Computational and Experimental Study of the Dynamic Loading of the Tracked and Wheeled Vehicles Powertrain System in Harsh Climatic Conditions

The article presents the results of a computational and experimental study of the dynamic loading of the powertrain system of the transport vehicles, which include a diesel engine and a hydromechanical transmission. The purpose of the study is a computational and experimental substantiation of the applicability of torsion bar spring between the engine and transmission as a torsional oscillation damper in the powertrain system with diesel engines of increased power and high-density arrangement of the block elements, which makes it difficult to apply traditional measurement methods. The novelty of the research consists in the development of a new method to determine experimentally the dynamic torque in the powertrain system, characterized by the fact that during processing, the signal of the engine shaft speed sensor is digitized and transmitted to the recording and processing device. Based on the direct Fourier transform, the amplitude-frequency response function of the torque is determined, including the main motor harmonics, harmonic components formed by the crankshaft and connecting rod and gas valve timing mechanisms of the engine, the generator drive, oscillations in the transmission, etc.

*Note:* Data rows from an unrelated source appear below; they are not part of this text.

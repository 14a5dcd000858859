//! Operator command parsing.

use thiserror::Error;

use crate::load_balancer::StrategyKind;

/// Every command name the shell understands.
pub const COMMANDS: [&str; 7] = [
    "strategy/change",
    "strategy/edit",
    "backend/add",
    "backend/list",
    "topology/list",
    "topology/test",
    "exit",
];

/// A parsed operator command.
#[derive(Debug, Clone, PartialEq, Eq)]
pub enum Command {
    StrategyChange(StrategyKind),
    StrategyEdit(usize),
    BackendAdd { host: String, port: u16 },
    BackendList,
    TopologyList,
    TopologyTest(String),
    Exit,
}

/// A command line that could not be parsed.
#[derive(Debug, Clone, PartialEq, Eq, Error)]
pub enum CommandError {
    #[error("unknown command {0:?}")]
    Unknown(String),

    #[error("{command}: missing <{argument}>")]
    MissingArgument {
        command: &'static str,
        argument: &'static str,
    },

    #[error("{command}: invalid <{argument}> {value:?}")]
    InvalidArgument {
        command: &'static str,
        argument: &'static str,
        value: String,
    },
}

impl Command {
    /// Parse one input line. Blank lines yield `Ok(None)`.
    pub fn parse(line: &str) -> Result<Option<Command>, CommandError> {
        let mut words = line.split_whitespace();
        let Some(name) = words.next() else {
            return Ok(None);
        };

        let command = match name {
            "strategy/change" => {
                let strategy = required(&mut words, "strategy/change", "name")?;
                Command::StrategyChange(StrategyKind::from_name(strategy))
            }
            "strategy/edit" => {
                let index = required(&mut words, "strategy/edit", "index")?;
                Command::StrategyEdit(number(index, "strategy/edit", "index")?)
            }
            "backend/add" => {
                let host = required(&mut words, "backend/add", "host")?.to_string();
                let port = required(&mut words, "backend/add", "port")?;
                let port: u16 = number(port, "backend/add", "port")?;
                if port == 0 {
                    return Err(CommandError::InvalidArgument {
                        command: "backend/add",
                        argument: "port",
                        value: "0".into(),
                    });
                }
                Command::BackendAdd { host, port }
            }
            "backend/list" => Command::BackendList,
            "topology/list" => Command::TopologyList,
            "topology/test" => {
                let id = required(&mut words, "topology/test", "request-id")?;
                Command::TopologyTest(id.to_string())
            }
            "exit" => Command::Exit,
            other => return Err(CommandError::Unknown(other.to_string())),
        };
        Ok(Some(command))
    }
}

fn required<'a>(
    words: &mut impl Iterator<Item = &'a str>,
    command: &'static str,
    argument: &'static str,
) -> Result<&'a str, CommandError> {
    words
        .next()
        .ok_or(CommandError::MissingArgument { command, argument })
}

fn number<T: std::str::FromStr>(
    value: &str,
    command: &'static str,
    argument: &'static str,
) -> Result<T, CommandError> {
    value.parse().map_err(|_| CommandError::InvalidArgument {
        command,
        argument,
        value: value.to_string(),
    })
}

#[cfg(test)]
mod tests {
    use super::*;

    #[test]
    fn test_parses_every_command() {
        assert_eq!(
            Command::parse("strategy/change round-robin"),
            Ok(Some(Command::StrategyChange(StrategyKind::RoundRobin)))
        );
        assert_eq!(Command::parse("strategy/edit 2"), Ok(Some(Command::StrategyEdit(2))));
        assert_eq!(
            Command::parse("  backend/add localhost 8085 "),
            Ok(Some(Command::BackendAdd {
                host: "localhost".into(),
                port: 8085
            }))
        );
        assert_eq!(Command::parse("backend/list"), Ok(Some(Command::BackendList)));
        assert_eq!(Command::parse("topology/list"), Ok(Some(Command::TopologyList)));
        assert_eq!(
            Command::parse("topology/test abc123"),
            Ok(Some(Command::TopologyTest("abc123".into())))
        );
        assert_eq!(Command::parse("exit"), Ok(Some(Command::Exit)));
        assert_eq!(Command::parse("   "), Ok(None));
    }

    #[test]
    fn test_unknown_strategy_name_means_hash() {
        assert_eq!(
            Command::parse("strategy/change random"),
            Ok(Some(Command::StrategyChange(StrategyKind::Hash)))
        );
    }

    #[test]
    fn test_malformed_commands() {
        assert_eq!(
            Command::parse("backend/add localhost"),
            Err(CommandError::MissingArgument {
                command: "backend/add",
                argument: "port"
            })
        );
        assert!(matches!(
            Command::parse("backend/add localhost 70000"),
            Err(CommandError::InvalidArgument { argument: "port", .. })
        ));
        assert!(matches!(
            Command::parse("backend/add localhost 0"),
            Err(CommandError::InvalidArgument { argument: "port", .. })
        ));
        assert!(matches!(
            Command::parse("strategy/edit -1"),
            Err(CommandError::InvalidArgument { argument: "index", .. })
        ));
        assert_eq!(
            Command::parse("reload"),
            Err(CommandError::Unknown("reload".into()))
        );
    }
}
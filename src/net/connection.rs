//! Proxied session tracking.
//!
//! # Responsibilities
//! - Count live proxied sessions
//! - Tie a session's lifetime to its relay tasks
//! - Release the listener permit when the session ends

use std::sync::atomic::{AtomicU64, Ordering};
use std::sync::Arc;

use crate::net::listener::ConnectionPermit;

/// Tracks active proxied sessions.
#[derive(Debug, Clone, Default)]
pub struct ConnectionTracker {
    /// Current count of active sessions.
    active_count: Arc<AtomicU64>,
    /// Sessions ever started.
    total_count: Arc<AtomicU64>,
}

impl ConnectionTracker {
    pub fn new() -> Self {
        Self::default()
    }

    /// Record a new session. The count drops when the guard is dropped.
    pub fn track(&self, request_id: String, permit: Option<ConnectionPermit>) -> SessionGuard {
        self.active_count.fetch_add(1, Ordering::SeqCst);
        self.total_count.fetch_add(1, Ordering::Relaxed);
        SessionGuard {
            active_count: Arc::clone(&self.active_count),
            request_id,
            _permit: permit,
        }
    }

    /// Get current active session count.
    pub fn active_count(&self) -> u64 {
        self.active_count.load(Ordering::SeqCst)
    }

    /// Sessions started since startup.
    pub fn total_count(&self) -> u64 {
        self.total_count.load(Ordering::Relaxed)
    }
}

/// Lives as long as the longer of a session's two relay tasks.
#[derive(Debug)]
pub struct SessionGuard {
    active_count: Arc<AtomicU64>,
    request_id: String,
    _permit: Option<ConnectionPermit>,
}

impl SessionGuard {
    pub fn request_id(&self) -> &str {
        &self.request_id
    }
}

impl Drop for SessionGuard {
    fn drop(&mut self) {
        self.active_count.fetch_sub(1, Ordering::SeqCst);
        tracing::trace!(request_id = %self.request_id, "Session closed");
    }
}
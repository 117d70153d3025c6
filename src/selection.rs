//! Selection set and hit-testing over the node store.
//!
//! The selection holds node ids only, never node copies. Stale ids
//! (pointing at removed nodes) are tolerated; consumers filter against the
//! live store via [`Selection::retain_live`] or
//! [`Selection::selected_nodes`].

use crate::geometry::Rect;
use crate::node::{Node, NodeId};
use crate::store::NodeStore;

/// Topmost node containing the point, or `None`.
///
/// Topmost means highest `z`; among equal-z candidates the later insertion
/// wins.
pub fn hit_test(store: &NodeStore, x: f32, y: f32) -> Option<NodeId> {
    store
        .query_point(x, y)
        .into_iter()
        .filter_map(|id| {
            let index = store.index_of(id)?;
            let node = store.get(id)?;
            Some((node.z, index, id))
        })
        .max_by(|a, b| a.0.total_cmp(&b.0).then(a.1.cmp(&b.1)))
        .map(|(_, _, id)| id)
}

/// The current selection: a duplicate-free id list preserving insertion
/// order (the first id is the primary selection).
#[derive(Default, Debug, Clone)]
pub struct Selection {
    ids: Vec<NodeId>,
}

impl Selection {
    pub fn new() -> Self {
        Self::default()
    }

    pub fn ids(&self) -> &[NodeId] {
        &self.ids
    }

    pub fn len(&self) -> usize {
        self.ids.len()
    }

    pub fn is_empty(&self) -> bool {
        self.ids.is_empty()
    }

    pub fn contains(&self, id: NodeId) -> bool {
        self.ids.contains(&id)
    }

    pub fn clear(&mut self) {
        self.ids.clear();
    }

    /// Add ids to the selection; without `append` the prior selection is
    /// replaced. Duplicates are skipped.
    pub fn set(&mut self, ids: &[NodeId], append: bool) {
        if !append {
            self.ids.clear();
        }
        for &id in ids {
            if !self.ids.contains(&id) {
                self.ids.push(id);
            }
        }
    }

    /// Toggle one id's membership; without `append` the selection collapses
    /// to just this id first.
    pub fn toggle(&mut self, id: NodeId, append: bool) {
        if !append {
            self.ids.clear();
        }
        match self.ids.iter().position(|&i| i == id) {
            Some(pos) => {
                self.ids.remove(pos);
            }
            None => self.ids.push(id),
        }
    }

    /// Select nodes addressed by a rectangle.
    ///
    /// With `partial`, any node whose bounds openly intersect the rectangle
    /// is selected; otherwise only nodes fully contained. Nodes join the
    /// selection in paint order.
    pub fn select_in_rect(&mut self, store: &NodeStore, rect: Rect, append: bool, partial: bool) {
        if !append {
            self.ids.clear();
        }
        let candidates = store.query_rect(rect);
        let mut matched: Vec<(f32, usize, NodeId)> = candidates
            .into_iter()
            .filter_map(|id| {
                let node = store.get(id)?;
                let bounds = node.bounds();
                let hit = if partial {
                    bounds.intersects_open(&rect)
                } else {
                    rect.contains_rect(&bounds)
                };
                hit.then(|| (node.z, store.index_of(id).unwrap_or(usize::MAX), id))
            })
            .collect();
        matched.sort_by(|a, b| a.0.total_cmp(&b.0).then(a.1.cmp(&b.1)));

        for (_, _, id) in matched {
            if !self.ids.contains(&id) {
                self.ids.push(id);
            }
        }
    }

    /// Drop ids that no longer reference a node in the store.
    pub fn retain_live(&mut self, store: &NodeStore) {
        self.ids.retain(|&id| store.contains(id));
    }

    /// Live nodes for the selected ids, skipping stale entries.
    pub fn selected_nodes<'a>(&'a self, store: &'a NodeStore) -> impl Iterator<Item = &'a Node> {
        self.ids.iter().filter_map(|&id| store.get(id))
    }
}
impl Viewport {
    /// Build a viewport from a validated configuration and an injected
    /// frame scheduler.
    pub fn new(config: ViewportConfig, scheduler: Box<dyn FrameScheduler>) -> ConfigResult<Self> {
        config.validate()?;
        let view = ViewTransform::new(config.x, config.y, config.scale);
        Ok(Self {
            view,
            state: GestureState::default(),
            anchor: ZoomAnchor::default(),
            inertia: InertiaEngine::new(config.friction),
            spring: ScaleSpring::new(view.scale, config.stiffness, config.damping),
            config,
            scheduler,
            observer: None,
        })
    }

    /// Register the host's event observer, replacing any previous one.
    pub fn subscribe(&mut self, observer: impl FnMut(ViewportEvent) + 'static) {
        self.observer = Some(Box::new(observer));
    }

    /// Read-only snapshot of the current view transform.
    pub fn view(&self) -> ViewTransform {
        self.view
    }

    pub fn state(&self) -> &GestureState {
        &self.state
    }

    pub fn anchor(&self) -> ZoomAnchor {
        self.anchor
    }

    /// The scale the spring is currently driving toward.
    pub fn scale_target(&self) -> f32 {
        self.spring.target()
    }

    // ------------------------------------------------------------------
    // Pointer (mouse) input
    // ------------------------------------------------------------------

    pub fn handle_pointer_down(&mut self, x: f32, y: f32, pointer_id: u64) {
        if !self.config.mouse_pan || self.state.is_pinching() {
            return;
        }
        self.begin_pan(x, y, pointer_id);
    }

    pub fn handle_pointer_move(&mut self, x: f32, y: f32, pointer_id: u64) {
        self.pan_move(x, y, pointer_id);
    }

    pub fn handle_pointer_up(&mut self, x: f32, y: f32, pointer_id: u64) {
        if let GestureState::Panning { pointer, .. } = &self.state {
            if *pointer == pointer_id {
                self.end_pan(x, y);
            }
        }
    }

    // ------------------------------------------------------------------
    // Touch input
    // ------------------------------------------------------------------

    pub fn handle_touch_start(&mut self, touches: &[TouchPoint]) {
        if touches.len() >= 2 && self.config.double_touch_pan {
            self.begin_pinch(touches);
        } else if touches.len() == 1 && self.config.single_touch_pan {
            let t = touches[0];
            self.begin_pan(t.x, t.y, t.id);
        }
    }

    pub fn handle_touch_move(&mut self, touches: &[TouchPoint]) {
        if self.state.is_pinching() {
            if touches.len() >= 2 {
                self.pinch_move(touches);
            } else {
                // Malformed input while pinching: downgrade, don't fail
                self.downgrade_pinch(touches);
            }
            return;
        }
        if self.state.is_panning() {
            if touches.len() >= 2 && self.config.double_touch_pan {
                self.begin_pinch(touches);
            } else if let Some(t) = touches.first() {
                self.pan_move(t.x, t.y, t.id);
            }
            return;
        }
        // A move without a matching start: adopt a qualifying pinch
        if touches.len() >= 2 && self.config.double_touch_pan {
            self.begin_pinch(touches);
        }
    }

    /// Handle touch release; `remaining` is the set of still-active touches.
    pub fn handle_touch_end(&mut self, remaining: &[TouchPoint]) {
        match remaining.len() {
            0 => {
                if let GestureState::Panning { drag, .. } = &self.state {
                    let (x, y) = (drag.last_x, drag.last_y);
                    self.end_pan(x, y);
                } else if self.state.is_pinching() {
                    self.state.reset();
                }
            }
            1 if self.state.is_pinching() => self.downgrade_pinch(remaining),
            _ => {}
        }
    }

    // ------------------------------------------------------------------
    // Wheel input
    // ------------------------------------------------------------------

    pub fn handle_wheel(&mut self, input: &WheelInput) {
        self.emit(ViewportEvent::WheelRaw {
            delta_x: input.delta_x,
            delta_y: input.delta_y,
        });
        if self.state.is_pinching() {
            return;
        }

        let mut dy = input.delta_y;
        if input.momentum {
            dy *= self.config.wheel.momentum_factor;
        }
        let factor = match input.mode {
            WheelDeltaMode::Pixels => -dy / WHEEL_PIXEL_DIVISOR,
            WheelDeltaMode::Lines => -dy / WHEEL_LINE_DIVISOR,
        } * self.config.wheel.speed;
        if factor.abs() <= MIN_WHEEL_FACTOR {
            return;
        }

        self.anchor = ZoomAnchor {
            x: input.cursor_x,
            y: input.cursor_y,
        };
        // Multiplicative step keeps zoom speed consistent across scales
        let requested = self.spring.target() * (1.0 + factor);
        let bounded = self.bound_scale(requested);
        self.spring.set_target(bounded);
        if !self.spring.is_active() {
            self.spring.start(&mut *self.scheduler);
        }
        self.enter_scaling_animation();
    }

    // ------------------------------------------------------------------
    // Programmatic zoom
    // ------------------------------------------------------------------

    /// Animate the scale to `value`, hard-clamped to the configured bounds.
    ///
    /// Cancels any in-flight spring animation before establishing the new
    /// target.
    pub fn set_scale(&mut self, value: f32) {
        self.spring.stop(&mut *self.scheduler);
        let min = self
            .config
            .scale_bounds
            .min
            .unwrap_or(MIN_SCALE_FLOOR)
            .max(MIN_SCALE_FLOOR);
        let max = self.config.scale_bounds.max.unwrap_or(f32::INFINITY);
        self.spring.set_target(clamp(value, min, max));
        if self.spring.needs_animation() {
            self.spring.start(&mut *self.scheduler);
            self.enter_scaling_animation();
        }
    }

    /// Zoom by `factor` keeping the screen point `(x, y)` visually fixed.
    pub fn zoom_around(&mut self, factor: f32, x: f32, y: f32) {
        self.anchor = ZoomAnchor { x, y };
        let target = self.spring.target() * factor;
        self.set_scale(target);
    }

    // ------------------------------------------------------------------
    // Frame driving
    // ------------------------------------------------------------------

    /// Advance whichever animation owns the granted frame.
    ///
    /// Handles from cancelled animations are ignored.
    pub fn on_frame(&mut self, handle: FrameHandle) {
        if self.inertia.owns(handle) {
            let step = self.inertia.tick();
            self.view.x += step.dx;
            self.view.y += step.dy;
            self.emit(ViewportEvent::InertiaTick {
                dx: step.dx,
                dy: step.dy,
            });
            if step.settled {
                self.emit(ViewportEvent::InertiaEnd);
                if matches!(self.state, GestureState::InertiaAnimation) {
                    // A spring begun mid-coast (wheel zoom) takes over the state
                    self.state = if self.spring.is_active() {
                        GestureState::ScalingAnimation
                    } else {
                        GestureState::Idle
                    };
                }
            } else {
                self.inertia.frame = Some(self.scheduler.request_frame());
            }
            return;
        }

        if self.spring.owns(handle) {
            let before = self.spring.current();
            let step = self.spring.tick();
            self.apply_scale_step(before, step.current);
            self.view.scale = step.current.max(MIN_SCALE_FLOOR);
            self.emit(ViewportEvent::ScaleTick {
                scale: step.current,
            });
            if step.settled {
                self.emit(ViewportEvent::ScaleEnd {
                    scale: self.spring.current(),
                });
                if matches!(self.state, GestureState::ScalingAnimation) {
                    self.state.reset();
                }
            } else {
                self.spring.frame = Some(self.scheduler.request_frame());
            }
        }
    }

    // ------------------------------------------------------------------
    // Internals
    // ------------------------------------------------------------------

    fn begin_pan(&mut self, x: f32, y: f32, pointer: u64) {
        // A new gesture interrupts inertia: cancel, don't just overwrite
        self.inertia.cancel(&mut *self.scheduler);
        self.inertia.reset();
        debug!(x, y, "pan start");
        self.state = GestureState::Panning {
            drag: DragState::begin(x, y),
            samples: vec![Point::new(x, y)],
            pointer,
        };
        self.emit(ViewportEvent::PanStart { x, y });
    }

    fn pan_move(&mut self, x: f32, y: f32, id: u64) {
        let delta = match &mut self.state {
            GestureState::Panning {
                drag,
                samples,
                pointer,
            } if *pointer == id => {
                let dx = x - drag.last_x;
                let dy = y - drag.last_y;
                drag.last_x = x;
                drag.last_y = y;
                push_sample(samples, Point::new(x, y));
                Some((dx, dy))
            }
            _ => None,
        };
        if let Some((dx, dy)) = delta {
            // Pan is 1:1 with pointer movement, independent of zoom level
            self.view.x += dx;
            self.view.y += dy;
            self.emit(ViewportEvent::PanMove { dx, dy });
        }
    }

    fn end_pan(&mut self, x: f32, y: f32) {
        let GestureState::Panning { drag, samples, .. } = std::mem::take(&mut self.state) else {
            return;
        };
        let start = Point::new(drag.start_x, drag.start_y);
        if is_click(start, Point::new(x, y), self.config.click_threshold) {
            debug!(x, y, "gesture reclassified as click");
            self.emit(ViewportEvent::Click { x, y });
            return;
        }
        self.emit(ViewportEvent::PanEnd);

        let velocity = estimate_velocity(&samples);
        if velocity.speed() > MIN_FLING_SPEED {
            debug!(vx = velocity.x, vy = velocity.y, "pan released into inertia");
            self.inertia.set_velocity(velocity);
            self.inertia.start(&mut *self.scheduler);
            self.state = GestureState::InertiaAnimation;
        }
    }

    fn begin_pinch(&mut self, touches: &[TouchPoint]) {
        let (a, b) = (touches[0], touches[1]);
        let distance = (b.x - a.x).hypot(b.y - a.y);
        // Guard the later distance ratio against a degenerate pinch
        if distance <= f32::EPSILON {
            return;
        }
        self.inertia.cancel(&mut *self.scheduler);

        let center_x = (a.x + b.x) / 2.0;
        let center_y = (a.y + b.y) / 2.0;
        // Preserve the anchor if a spring is mid-flight to avoid a jump
        if !self.spring.is_active() {
            self.anchor = ZoomAnchor {
                x: center_x,
                y: center_y,
            };
        }
        debug!(distance, center_x, center_y, "pinch start");
        self.state = GestureState::Pinching {
            pinch: PinchState {
                distance,
                scale: 1.0,
                center_x,
                center_y,
                offset_x: self.view.x,
                offset_y: self.view.y,
            },
            ref_scale: self.spring.current().max(MIN_SCALE_FLOOR),
        };
    }

    fn pinch_move(&mut self, touches: &[TouchPoint]) {
        let (a, b) = (touches[0], touches[1]);
        let live = (b.x - a.x).hypot(b.y - a.y);
        let requested = match &mut self.state {
            GestureState::Pinching { pinch, ref_scale } if pinch.distance > 0.0 => {
                let ratio = live / pinch.distance;
                pinch.scale = ratio;
                Some(*ref_scale * ratio)
            }
            _ => None,
        };
        let Some(requested) = requested else { return };
        let bounded = self.bound_scale(requested);
        self.spring.set_target(bounded);
        if !self.spring.is_active() {
            self.spring.start(&mut *self.scheduler);
        }
    }

    fn downgrade_pinch(&mut self, touches: &[TouchPoint]) {
        match touches.first().copied() {
            Some(t) if self.config.single_touch_pan => self.begin_pan(t.x, t.y, t.id),
            _ => self.state.reset(),
        }
    }

    /// Recompute the pan so the zoom anchor stays visually fixed while the
    /// spring moves the scale from `before` to `current`.
    fn apply_scale_step(&mut self, before: f32, current: f32) {
        match &self.state {
            GestureState::Pinching { pinch, ref_scale } => {
                let ratio = current / ref_scale.max(MIN_SCALE_FLOOR);
                self.view.x = self.anchor.x - (self.anchor.x - pinch.offset_x) * ratio;
                self.view.y = self.anchor.y - (self.anchor.y - pinch.offset_y) * ratio;
            }
            _ => {
                let ratio = current / before.max(MIN_SCALE_FLOOR);
                self.view.x = self.anchor.x - (self.anchor.x - self.view.x) * ratio;
                self.view.y = self.anchor.y - (self.anchor.y - self.view.y) * ratio;
            }
        }
    }

    /// Mark the state as scale-animating unless a gesture or live inertia
    /// still owns it.
    fn enter_scaling_animation(&mut self) {
        let stale_inertia =
            matches!(self.state, GestureState::InertiaAnimation) && !self.inertia.is_active();
        if self.state.is_idle() || stale_inertia {
            self.state = GestureState::ScalingAnimation;
        }
    }

    fn bound_scale(&self, requested: f32) -> f32 {
        apply_scale_bounding(
            requested,
            &self.config.scale_bounds,
            &self.config.lower_rubber,
            &self.config.upper_rubber,
        )
        .max(MIN_SCALE_FLOOR)
    }

    fn emit(&mut self, event: ViewportEvent) {
        if let Some(observer) = self.observer.as_mut() {
            observer(event);
        }
    }
}
//! Physics engines driving view animation after a gesture ends.
//!
//! Two models only: exponential-decay inertia for continued panning, and a
//! damped spring for the scale. Both tick once per granted animation frame
//! and stop on an epsilon-settlement condition.

mod inertia;
mod spring;

pub use inertia::{InertiaEngine, InertiaTick, Velocity};
pub use spring::{ScaleSpring, SpringTick};

mod commands;
mod gestures;
mod selection;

It is established that the reason for the torsion bar springs durability limitation is their operation in off-design powertrain system modes, due to the occurrence of a phenomenon called «collision of tasks». Based on probabilistic calculation methods, it is shown that when such modes occur, the probability of failure of elastic torsion bar increases from 0.0001 to a shocking 0.29. According to the research results, it is concluded that torsion bar springs are applicable as torsional vibration dampers in high-duty powertrain systems.